METHODS: Chronic constriction injury (CCI) was used to induce neuropathic pain. Rats were divided into three groups: CCI group (n=15), CCI+POMC group (n=15), and control group (n=15). Rats were injected with 100μg POMC gene into their left gastrocnemius muscle before exposure to RSWs. Mechanical allodynia was measured over four weeks. The left gastrocnemius was resected and immunostained for β‐endorphin. Blood was sampled from the heart, and blood β‐endorphin concentrations were assayed using ELISA. In some rats, L4/L5 dorsal root ganglia (DRG) were harvested, sectioned, and immunostained for calcitonin gene‐related peptide (CGRP, a pain‐related neuropeptide) 4, 7, and 14 days post‐surgery. We also evaluated side effects, including body weight and changes in food and water intake.

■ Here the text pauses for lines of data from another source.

#![no_std]

pub mod anim;
pub mod application;
pub mod assets;
pub mod display;
pub mod framebuffer;
pub mod input;
pub mod menu;
pub mod ui;
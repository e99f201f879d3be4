use std::fs;
use std::path::{Path, PathBuf};

fn main() {
    let icon_dir = Path::new("icons");
    let out_dir = PathBuf::from(std::env::var("OUT_DIR").unwrap());
    let out_path = out_dir.join("icons.rs");

    let icons = [
        ("SETTINGS", icon_dir.join("settings.svg")),
        ("HOME", icon_dir.join("home.svg")),
        ("SEARCH", icon_dir.join("search.svg")),
        ("TIME", icon_dir.join("time.svg")),
        ("CONTENT", icon_dir.join("content.svg")),
    ];

    for (_, path) in &icons {
        println!("cargo:rerun-if-changed={}", path.display());
    }

    let mut output = String::new();
    output.push_str("pub const ICON_SIZE: u32 = 32;\n");

    for (name, path) in icons {
        let mask = render_svg_mask(&path, 32, 32);
        output.push_str(&format!("pub const ICON_{}_MASK: &[u8] = &[\n", name));
        for chunk in mask.chunks(16) {
            output.push_str("    ");
            for byte in chunk {
                output.push_str(&format!("0x{:02X}, ", byte));
            }
            output.push('\n');
        }
        output.push_str("];\n\n");
    }

    fs::write(&out_path, output).unwrap();
}

fn render_svg_mask(path: &Path, width: u32, height: u32) -> Vec<u8> {
    let data = fs::read(path).unwrap();
    let options = usvg::Options::default();
    let mut fontdb = usvg::fontdb::Database::new();
    fontdb.load_system_fonts();
    let tree = usvg::Tree::from_data(&data, &options, &fontdb).unwrap();
    let mut pixmap = tiny_skia::Pixmap::new(width, height).unwrap();
    let mut pixmap_mut = pixmap.as_mut();
    resvg::render(&tree, tiny_skia::Transform::default(), &mut pixmap_mut);

    let mut mask = vec![0u8; ((width * height) as usize + 7) / 8];
    for y in 0..height {
        for x in 0..width {
            let idx = (y * width + x) as usize;
            let byte = idx / 8;
            let bit = 7 - (idx % 8);
            let px = pixmap.pixel(x, y).unwrap();
            if px.alpha() > 0 {
                mask[byte] |= 1 << bit;
            }
        }
    }
    mask
}
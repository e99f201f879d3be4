use embedded_graphics::pixelcolor::Rgb888;

use crate::assets::ImageData;

use super::geom::Rect;
use super::view::{RenderQueue, UiContext, View};

/// Wallpaper behind the whole screen. Scale-to-fill: the image covers
/// `region` completely and the overflowing axis is cropped about the centre.
pub struct BackdropView<'a> {
    pub image: Option<&'a ImageData>,
    /// Area the wallpaper maps onto. `render` may be asked to repaint any
    /// sub-rect of it without disturbing the mapping.
    pub region: Rect,
    pub fallback: Rgb888,
}

impl View for BackdropView<'_> {
    fn render(&mut self, ctx: &mut UiContext<'_>, rect: Rect, rq: &mut RenderQueue) {
        let Some(clip) = rect.intersection(&self.region) else {
            return;
        };
        match self.image {
            Some(image) if image.width > 0 && image.height > 0 => {
                self.render_fill(ctx, image, clip)
            }
            _ => {
                for y in clip.y..clip.bottom() {
                    for x in clip.x..clip.right() {
                        ctx.buffers.set_pixel(x, y, self.fallback);
                    }
                }
            }
        }
        rq.push(clip);
    }
}

impl BackdropView<'_> {
    fn render_fill(&self, ctx: &mut UiContext<'_>, image: &ImageData, clip: Rect) {
        let region_w = self.region.w.max(1) as u64;
        let region_h = self.region.h.max(1) as u64;
        let img_w = image.width.max(1) as u64;
        let img_h = image.height.max(1) as u64;

        // Opposite choice to letterboxing: the short axis matches the region
        // and the long one spills past the edges.
        let (scaled_w, scaled_h) = if img_w * region_h > img_h * region_w {
            ((img_w * region_h / img_h).max(1), region_h)
        } else {
            (region_w, (img_h * region_w / img_w).max(1))
        };

        let offset_x = (self.region.w - scaled_w as i32) / 2;
        let offset_y = (self.region.h - scaled_h as i32) / 2;

        for y in clip.y..clip.bottom() {
            let local_y = (y - self.region.y - offset_y) as u64;
            let src_y = (local_y * img_h / scaled_h).min(img_h - 1) as u32;
            for x in clip.x..clip.right() {
                let local_x = (x - self.region.x - offset_x) as u64;
                let src_x = (local_x * img_w / scaled_w).min(img_w - 1) as u32;
                if let Some(color) = image.pixel(src_x, src_y) {
                    ctx.buffers.set_pixel(x, y, color);
                }
            }
        }
    }
}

RESULTS: β‐endorphin blood levels and number of β‐endorphin‐immunoreactive (‐IR) muscle fibers increased significantly in the CCI+POMC group (p<0.01). Compared to the control group, allodynia developed in the CCI group (p<0.05) and CGRP‐IR neurons were increased (p<0.01). However, POMC gene transfection significantly reduced both allodynia and CGRP expression (p<0.05). There were no significant differences in side effects among the groups.
DISCUSSION: POMC gene transfection alleviated allodynia and reduced CGRP expression. These results suggest that POMC gene transfection using RSW is a safe and effective treatment for neuropathic pain.